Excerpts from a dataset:
* * *

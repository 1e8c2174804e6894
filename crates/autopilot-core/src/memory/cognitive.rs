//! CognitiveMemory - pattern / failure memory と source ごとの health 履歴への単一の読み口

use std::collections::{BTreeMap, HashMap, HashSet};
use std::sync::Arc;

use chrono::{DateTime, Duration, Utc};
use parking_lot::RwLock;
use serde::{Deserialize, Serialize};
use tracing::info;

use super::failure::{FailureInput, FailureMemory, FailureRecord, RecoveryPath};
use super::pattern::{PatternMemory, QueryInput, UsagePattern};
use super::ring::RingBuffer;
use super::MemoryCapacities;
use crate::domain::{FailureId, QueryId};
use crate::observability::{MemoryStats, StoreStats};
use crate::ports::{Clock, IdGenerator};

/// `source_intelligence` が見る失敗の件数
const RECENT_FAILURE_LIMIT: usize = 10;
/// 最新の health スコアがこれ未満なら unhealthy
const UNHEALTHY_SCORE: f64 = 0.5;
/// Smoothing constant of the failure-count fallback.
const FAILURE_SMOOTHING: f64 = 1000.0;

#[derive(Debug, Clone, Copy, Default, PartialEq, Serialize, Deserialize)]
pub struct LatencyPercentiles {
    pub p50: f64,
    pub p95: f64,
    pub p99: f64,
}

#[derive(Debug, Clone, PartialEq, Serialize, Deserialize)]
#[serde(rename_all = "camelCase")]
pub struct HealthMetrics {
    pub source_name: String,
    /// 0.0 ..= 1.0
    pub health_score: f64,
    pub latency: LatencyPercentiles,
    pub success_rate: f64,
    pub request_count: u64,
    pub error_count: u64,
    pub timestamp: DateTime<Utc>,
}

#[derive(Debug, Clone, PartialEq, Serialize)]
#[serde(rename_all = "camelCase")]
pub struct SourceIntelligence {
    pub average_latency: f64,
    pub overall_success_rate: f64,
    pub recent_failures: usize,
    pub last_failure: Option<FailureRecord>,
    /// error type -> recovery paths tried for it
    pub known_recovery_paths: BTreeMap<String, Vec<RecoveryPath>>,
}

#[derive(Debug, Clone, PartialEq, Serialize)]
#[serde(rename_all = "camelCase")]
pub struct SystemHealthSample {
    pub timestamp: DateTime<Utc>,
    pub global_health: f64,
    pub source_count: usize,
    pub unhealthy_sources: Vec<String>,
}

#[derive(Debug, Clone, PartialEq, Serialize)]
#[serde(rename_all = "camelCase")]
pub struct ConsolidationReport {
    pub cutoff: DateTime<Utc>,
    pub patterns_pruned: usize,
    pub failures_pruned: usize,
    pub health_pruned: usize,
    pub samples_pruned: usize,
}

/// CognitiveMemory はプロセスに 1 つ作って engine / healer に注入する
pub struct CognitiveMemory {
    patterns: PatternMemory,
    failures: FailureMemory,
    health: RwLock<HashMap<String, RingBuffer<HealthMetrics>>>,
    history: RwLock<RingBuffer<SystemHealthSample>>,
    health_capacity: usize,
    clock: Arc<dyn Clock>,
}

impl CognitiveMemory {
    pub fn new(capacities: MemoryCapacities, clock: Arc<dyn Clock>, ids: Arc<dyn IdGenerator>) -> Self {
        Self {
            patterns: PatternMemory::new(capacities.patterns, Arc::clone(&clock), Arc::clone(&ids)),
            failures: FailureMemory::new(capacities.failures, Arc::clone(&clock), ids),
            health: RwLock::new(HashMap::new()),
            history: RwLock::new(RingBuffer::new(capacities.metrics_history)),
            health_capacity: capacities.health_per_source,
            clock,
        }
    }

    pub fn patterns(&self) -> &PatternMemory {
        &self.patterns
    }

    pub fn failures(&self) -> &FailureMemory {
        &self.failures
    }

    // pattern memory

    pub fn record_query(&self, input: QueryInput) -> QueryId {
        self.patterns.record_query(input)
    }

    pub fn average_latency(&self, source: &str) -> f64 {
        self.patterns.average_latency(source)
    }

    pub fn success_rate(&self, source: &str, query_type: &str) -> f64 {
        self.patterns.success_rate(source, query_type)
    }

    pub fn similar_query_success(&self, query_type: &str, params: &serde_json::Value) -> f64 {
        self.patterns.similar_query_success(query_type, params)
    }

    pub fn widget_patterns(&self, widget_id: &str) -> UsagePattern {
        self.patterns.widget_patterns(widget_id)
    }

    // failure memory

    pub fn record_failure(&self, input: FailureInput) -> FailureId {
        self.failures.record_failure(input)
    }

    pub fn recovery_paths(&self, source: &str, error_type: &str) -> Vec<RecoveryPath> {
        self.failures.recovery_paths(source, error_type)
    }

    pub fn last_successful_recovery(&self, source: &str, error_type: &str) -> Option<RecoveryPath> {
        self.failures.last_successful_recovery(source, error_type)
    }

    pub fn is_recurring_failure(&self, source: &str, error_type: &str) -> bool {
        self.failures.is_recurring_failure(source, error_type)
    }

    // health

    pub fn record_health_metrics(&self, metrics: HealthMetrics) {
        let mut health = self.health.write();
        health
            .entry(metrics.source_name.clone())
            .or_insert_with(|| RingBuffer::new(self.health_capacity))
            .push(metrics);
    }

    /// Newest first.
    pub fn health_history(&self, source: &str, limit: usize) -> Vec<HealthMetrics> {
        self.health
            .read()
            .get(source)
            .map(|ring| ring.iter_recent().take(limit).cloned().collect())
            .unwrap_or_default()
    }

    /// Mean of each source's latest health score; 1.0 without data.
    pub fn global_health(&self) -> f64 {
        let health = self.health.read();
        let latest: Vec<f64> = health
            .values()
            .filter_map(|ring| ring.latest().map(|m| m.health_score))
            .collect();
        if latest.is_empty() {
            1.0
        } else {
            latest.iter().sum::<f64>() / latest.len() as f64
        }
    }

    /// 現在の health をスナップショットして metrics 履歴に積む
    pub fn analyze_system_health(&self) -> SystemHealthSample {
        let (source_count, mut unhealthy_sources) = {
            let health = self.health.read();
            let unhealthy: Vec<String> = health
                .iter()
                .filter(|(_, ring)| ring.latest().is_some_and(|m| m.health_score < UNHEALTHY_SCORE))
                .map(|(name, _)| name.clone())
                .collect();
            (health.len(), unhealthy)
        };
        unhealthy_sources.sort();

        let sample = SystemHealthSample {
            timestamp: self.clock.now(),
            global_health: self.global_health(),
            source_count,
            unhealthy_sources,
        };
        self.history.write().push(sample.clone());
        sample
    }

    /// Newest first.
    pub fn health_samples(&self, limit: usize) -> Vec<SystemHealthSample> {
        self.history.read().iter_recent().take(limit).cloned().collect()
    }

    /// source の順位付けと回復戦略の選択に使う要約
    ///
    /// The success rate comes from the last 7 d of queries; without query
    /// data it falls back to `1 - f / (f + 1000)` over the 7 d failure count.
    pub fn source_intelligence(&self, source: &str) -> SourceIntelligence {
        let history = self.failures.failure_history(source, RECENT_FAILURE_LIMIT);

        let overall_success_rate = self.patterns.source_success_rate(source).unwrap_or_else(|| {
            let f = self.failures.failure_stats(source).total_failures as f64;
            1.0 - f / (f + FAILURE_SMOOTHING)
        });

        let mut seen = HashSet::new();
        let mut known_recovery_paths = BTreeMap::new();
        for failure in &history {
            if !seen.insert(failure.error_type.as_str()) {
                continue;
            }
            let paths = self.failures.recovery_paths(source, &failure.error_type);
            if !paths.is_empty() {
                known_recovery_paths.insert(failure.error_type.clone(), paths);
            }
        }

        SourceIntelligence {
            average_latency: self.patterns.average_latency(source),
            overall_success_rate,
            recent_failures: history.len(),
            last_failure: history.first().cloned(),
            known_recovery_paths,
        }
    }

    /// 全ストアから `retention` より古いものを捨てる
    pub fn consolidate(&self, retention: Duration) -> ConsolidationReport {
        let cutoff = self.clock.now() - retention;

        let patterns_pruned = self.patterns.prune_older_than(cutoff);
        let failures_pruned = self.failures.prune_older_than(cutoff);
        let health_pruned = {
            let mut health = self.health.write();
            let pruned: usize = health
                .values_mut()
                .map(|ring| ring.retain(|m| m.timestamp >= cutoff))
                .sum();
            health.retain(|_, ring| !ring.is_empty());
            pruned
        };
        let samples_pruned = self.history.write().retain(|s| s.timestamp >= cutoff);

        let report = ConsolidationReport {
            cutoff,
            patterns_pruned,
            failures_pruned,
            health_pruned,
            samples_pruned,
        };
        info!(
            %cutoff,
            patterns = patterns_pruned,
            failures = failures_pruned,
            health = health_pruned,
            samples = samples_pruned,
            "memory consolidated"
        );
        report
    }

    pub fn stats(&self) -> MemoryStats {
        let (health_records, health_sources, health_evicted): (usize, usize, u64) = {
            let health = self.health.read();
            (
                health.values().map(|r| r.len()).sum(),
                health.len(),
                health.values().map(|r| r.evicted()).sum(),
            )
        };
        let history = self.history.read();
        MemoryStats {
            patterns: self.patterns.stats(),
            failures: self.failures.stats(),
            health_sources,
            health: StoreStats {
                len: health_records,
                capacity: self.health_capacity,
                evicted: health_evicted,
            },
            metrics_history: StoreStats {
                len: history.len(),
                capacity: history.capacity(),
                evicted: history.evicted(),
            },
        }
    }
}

* * *

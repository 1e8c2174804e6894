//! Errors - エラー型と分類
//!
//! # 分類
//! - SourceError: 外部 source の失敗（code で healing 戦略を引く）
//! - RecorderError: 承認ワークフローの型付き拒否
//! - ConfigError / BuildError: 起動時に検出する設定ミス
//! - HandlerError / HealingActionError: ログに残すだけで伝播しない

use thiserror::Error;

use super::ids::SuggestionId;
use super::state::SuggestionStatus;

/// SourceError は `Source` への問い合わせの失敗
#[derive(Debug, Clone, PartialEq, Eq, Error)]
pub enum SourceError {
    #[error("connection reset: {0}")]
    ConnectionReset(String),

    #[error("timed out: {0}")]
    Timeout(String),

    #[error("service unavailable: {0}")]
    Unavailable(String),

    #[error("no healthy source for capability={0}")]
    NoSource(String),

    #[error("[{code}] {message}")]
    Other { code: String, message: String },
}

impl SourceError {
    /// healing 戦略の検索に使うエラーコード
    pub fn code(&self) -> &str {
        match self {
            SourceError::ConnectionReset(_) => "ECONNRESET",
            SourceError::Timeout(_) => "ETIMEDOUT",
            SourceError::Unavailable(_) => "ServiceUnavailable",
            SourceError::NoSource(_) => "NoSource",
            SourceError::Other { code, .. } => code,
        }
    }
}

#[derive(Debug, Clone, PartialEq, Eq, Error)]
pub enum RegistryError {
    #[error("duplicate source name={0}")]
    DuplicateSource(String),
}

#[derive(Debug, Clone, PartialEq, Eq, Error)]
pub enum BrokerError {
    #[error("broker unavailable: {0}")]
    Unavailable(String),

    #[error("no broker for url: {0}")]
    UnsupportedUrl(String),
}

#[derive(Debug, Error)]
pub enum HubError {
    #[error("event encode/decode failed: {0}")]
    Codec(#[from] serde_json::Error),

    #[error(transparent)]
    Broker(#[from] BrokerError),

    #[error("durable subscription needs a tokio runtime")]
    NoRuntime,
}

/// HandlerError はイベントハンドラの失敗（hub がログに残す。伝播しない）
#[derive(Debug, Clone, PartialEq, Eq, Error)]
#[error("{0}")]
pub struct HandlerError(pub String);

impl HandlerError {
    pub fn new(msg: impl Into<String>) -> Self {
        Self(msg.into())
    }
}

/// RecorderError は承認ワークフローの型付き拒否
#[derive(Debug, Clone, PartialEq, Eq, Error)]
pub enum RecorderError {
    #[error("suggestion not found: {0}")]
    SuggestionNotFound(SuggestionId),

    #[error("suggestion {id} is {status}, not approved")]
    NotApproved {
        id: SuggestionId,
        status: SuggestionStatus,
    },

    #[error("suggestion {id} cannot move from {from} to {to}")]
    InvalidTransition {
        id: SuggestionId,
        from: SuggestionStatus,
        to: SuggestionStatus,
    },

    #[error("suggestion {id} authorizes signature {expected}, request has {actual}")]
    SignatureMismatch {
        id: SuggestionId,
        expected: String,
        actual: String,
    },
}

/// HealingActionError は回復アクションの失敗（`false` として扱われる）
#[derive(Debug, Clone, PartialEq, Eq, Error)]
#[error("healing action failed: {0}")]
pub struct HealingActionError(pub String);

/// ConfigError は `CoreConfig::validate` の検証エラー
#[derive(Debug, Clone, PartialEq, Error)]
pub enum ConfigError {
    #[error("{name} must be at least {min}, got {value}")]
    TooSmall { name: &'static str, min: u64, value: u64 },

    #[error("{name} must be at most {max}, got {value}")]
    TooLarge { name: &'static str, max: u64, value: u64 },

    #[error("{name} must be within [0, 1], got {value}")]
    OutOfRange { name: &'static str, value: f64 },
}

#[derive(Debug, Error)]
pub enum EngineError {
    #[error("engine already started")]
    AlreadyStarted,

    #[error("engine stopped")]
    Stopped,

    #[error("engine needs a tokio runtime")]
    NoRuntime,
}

* * *

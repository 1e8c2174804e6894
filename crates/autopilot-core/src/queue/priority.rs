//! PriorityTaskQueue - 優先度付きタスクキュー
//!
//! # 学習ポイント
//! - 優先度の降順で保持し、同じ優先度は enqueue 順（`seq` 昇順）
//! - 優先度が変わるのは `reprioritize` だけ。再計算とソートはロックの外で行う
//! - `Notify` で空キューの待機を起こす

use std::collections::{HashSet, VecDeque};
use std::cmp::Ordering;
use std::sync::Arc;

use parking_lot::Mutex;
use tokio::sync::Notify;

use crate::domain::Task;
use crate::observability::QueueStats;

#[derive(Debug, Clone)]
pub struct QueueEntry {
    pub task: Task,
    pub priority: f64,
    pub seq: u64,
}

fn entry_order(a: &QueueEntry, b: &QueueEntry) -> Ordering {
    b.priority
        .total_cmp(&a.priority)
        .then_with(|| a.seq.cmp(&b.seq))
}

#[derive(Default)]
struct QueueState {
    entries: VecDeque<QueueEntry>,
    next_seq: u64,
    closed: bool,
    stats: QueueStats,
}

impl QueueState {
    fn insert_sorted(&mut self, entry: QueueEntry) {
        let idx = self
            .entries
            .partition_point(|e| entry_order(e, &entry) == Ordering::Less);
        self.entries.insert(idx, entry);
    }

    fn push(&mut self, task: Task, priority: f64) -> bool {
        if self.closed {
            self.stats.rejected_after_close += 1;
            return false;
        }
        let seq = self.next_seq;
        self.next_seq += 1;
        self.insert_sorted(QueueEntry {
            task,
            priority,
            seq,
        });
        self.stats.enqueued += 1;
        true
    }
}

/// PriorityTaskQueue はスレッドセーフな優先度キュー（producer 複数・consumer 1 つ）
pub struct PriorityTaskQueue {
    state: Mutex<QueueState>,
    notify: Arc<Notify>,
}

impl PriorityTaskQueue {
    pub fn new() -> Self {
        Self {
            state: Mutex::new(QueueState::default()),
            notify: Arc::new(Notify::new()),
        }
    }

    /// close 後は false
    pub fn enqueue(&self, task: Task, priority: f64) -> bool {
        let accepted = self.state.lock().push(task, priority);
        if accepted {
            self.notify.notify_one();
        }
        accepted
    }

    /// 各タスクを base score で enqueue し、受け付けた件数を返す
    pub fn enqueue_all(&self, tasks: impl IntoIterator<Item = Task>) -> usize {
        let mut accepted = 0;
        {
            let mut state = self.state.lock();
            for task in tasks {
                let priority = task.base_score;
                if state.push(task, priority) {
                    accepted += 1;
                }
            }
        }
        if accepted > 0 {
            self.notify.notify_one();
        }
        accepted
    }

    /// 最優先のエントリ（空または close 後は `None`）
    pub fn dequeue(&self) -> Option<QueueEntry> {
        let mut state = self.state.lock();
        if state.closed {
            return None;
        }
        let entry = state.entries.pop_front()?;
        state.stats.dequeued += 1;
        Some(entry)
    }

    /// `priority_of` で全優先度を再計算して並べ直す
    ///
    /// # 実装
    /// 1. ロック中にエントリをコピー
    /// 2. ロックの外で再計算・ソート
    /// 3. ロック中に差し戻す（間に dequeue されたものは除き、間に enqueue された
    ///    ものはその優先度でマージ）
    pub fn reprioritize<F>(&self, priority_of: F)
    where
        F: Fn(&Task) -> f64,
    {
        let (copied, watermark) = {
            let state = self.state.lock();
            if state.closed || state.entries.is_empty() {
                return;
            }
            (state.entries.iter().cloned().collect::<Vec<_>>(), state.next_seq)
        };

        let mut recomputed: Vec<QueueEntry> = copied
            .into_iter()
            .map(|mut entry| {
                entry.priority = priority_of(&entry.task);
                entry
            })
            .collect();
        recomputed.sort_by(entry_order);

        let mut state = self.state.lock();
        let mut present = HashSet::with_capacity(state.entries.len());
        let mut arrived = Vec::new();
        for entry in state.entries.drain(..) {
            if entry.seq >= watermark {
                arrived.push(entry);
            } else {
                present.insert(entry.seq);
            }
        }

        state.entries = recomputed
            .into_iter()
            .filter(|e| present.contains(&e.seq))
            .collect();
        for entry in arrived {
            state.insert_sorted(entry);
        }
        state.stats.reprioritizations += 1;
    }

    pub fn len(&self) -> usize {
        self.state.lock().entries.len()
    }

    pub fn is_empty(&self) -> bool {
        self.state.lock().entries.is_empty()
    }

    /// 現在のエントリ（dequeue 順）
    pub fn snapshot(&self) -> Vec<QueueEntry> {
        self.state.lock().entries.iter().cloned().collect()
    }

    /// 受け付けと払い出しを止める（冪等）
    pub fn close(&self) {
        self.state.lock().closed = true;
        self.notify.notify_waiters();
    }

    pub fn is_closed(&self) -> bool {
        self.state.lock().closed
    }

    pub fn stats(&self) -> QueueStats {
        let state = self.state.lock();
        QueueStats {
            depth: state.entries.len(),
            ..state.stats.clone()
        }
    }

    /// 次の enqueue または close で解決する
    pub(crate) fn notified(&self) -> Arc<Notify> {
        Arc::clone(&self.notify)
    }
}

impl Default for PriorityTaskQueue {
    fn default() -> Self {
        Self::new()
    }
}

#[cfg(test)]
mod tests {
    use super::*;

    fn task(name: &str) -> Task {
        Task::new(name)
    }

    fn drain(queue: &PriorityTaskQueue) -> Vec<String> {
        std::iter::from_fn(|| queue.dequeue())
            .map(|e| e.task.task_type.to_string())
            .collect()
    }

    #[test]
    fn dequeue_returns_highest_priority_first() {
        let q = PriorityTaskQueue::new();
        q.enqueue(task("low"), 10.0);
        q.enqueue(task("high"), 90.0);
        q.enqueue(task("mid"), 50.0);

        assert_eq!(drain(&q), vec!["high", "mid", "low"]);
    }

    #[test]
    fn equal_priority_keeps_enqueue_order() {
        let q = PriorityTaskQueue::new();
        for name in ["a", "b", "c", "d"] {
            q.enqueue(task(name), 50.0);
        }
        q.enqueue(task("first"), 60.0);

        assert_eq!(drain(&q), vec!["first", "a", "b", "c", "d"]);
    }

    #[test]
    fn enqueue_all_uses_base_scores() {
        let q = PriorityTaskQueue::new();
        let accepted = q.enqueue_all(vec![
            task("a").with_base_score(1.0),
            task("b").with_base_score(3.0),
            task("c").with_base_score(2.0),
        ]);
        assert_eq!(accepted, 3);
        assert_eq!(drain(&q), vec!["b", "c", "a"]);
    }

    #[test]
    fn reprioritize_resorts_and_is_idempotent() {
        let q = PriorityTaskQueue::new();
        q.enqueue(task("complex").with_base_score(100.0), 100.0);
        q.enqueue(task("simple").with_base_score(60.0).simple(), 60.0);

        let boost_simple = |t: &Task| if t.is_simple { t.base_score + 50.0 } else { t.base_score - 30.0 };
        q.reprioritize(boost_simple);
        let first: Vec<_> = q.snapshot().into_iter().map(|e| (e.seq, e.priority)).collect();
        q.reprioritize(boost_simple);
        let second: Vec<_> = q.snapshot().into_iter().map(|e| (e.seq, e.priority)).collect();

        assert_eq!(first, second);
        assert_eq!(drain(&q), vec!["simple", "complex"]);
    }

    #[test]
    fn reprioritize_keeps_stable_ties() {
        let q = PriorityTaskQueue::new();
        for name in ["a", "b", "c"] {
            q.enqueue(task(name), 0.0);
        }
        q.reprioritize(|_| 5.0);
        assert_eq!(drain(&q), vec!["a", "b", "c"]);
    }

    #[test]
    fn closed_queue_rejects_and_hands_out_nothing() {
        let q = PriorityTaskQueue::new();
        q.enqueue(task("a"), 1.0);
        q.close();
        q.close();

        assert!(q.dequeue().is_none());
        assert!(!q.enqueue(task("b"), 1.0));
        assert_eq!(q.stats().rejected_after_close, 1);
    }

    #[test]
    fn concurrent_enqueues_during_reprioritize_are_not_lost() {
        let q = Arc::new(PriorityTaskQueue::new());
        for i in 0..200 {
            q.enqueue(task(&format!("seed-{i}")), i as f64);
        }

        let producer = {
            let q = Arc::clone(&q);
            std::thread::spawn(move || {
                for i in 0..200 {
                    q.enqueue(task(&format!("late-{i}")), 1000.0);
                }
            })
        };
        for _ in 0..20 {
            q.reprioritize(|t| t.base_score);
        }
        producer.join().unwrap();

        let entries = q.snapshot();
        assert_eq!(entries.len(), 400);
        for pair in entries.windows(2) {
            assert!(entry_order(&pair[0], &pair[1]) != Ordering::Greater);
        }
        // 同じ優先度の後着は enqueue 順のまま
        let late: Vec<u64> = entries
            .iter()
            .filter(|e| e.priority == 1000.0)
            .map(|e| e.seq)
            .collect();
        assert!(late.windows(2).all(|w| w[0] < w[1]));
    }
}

* * *

- WORK ORDER:
Only one stretch of the data above is needed. Restate it word for word, from the line containing "#[derive(Debug, Clone)]" through the line containing "entry_order(e, &entry) == Ordering::Less);", both ends included.

- TASK RESPONSE:
#[derive(Debug, Clone)]
pub struct QueueEntry {
    pub task: Task,
    pub priority: f64,
    pub seq: u64,
}

fn entry_order(a: &QueueEntry, b: &QueueEntry) -> Ordering {
    b.priority
        .total_cmp(&a.priority)
        .then_with(|| a.seq.cmp(&b.seq))
}

#[derive(Default)]
struct QueueState {
    entries: VecDeque<QueueEntry>,
    next_seq: u64,
    closed: bool,
    stats: QueueStats,
}

impl QueueState {
    fn insert_sorted(&mut self, entry: QueueEntry) {
        let idx = self
            .entries
            .partition_point(|e| entry_order(e, &entry) == Ordering::Less);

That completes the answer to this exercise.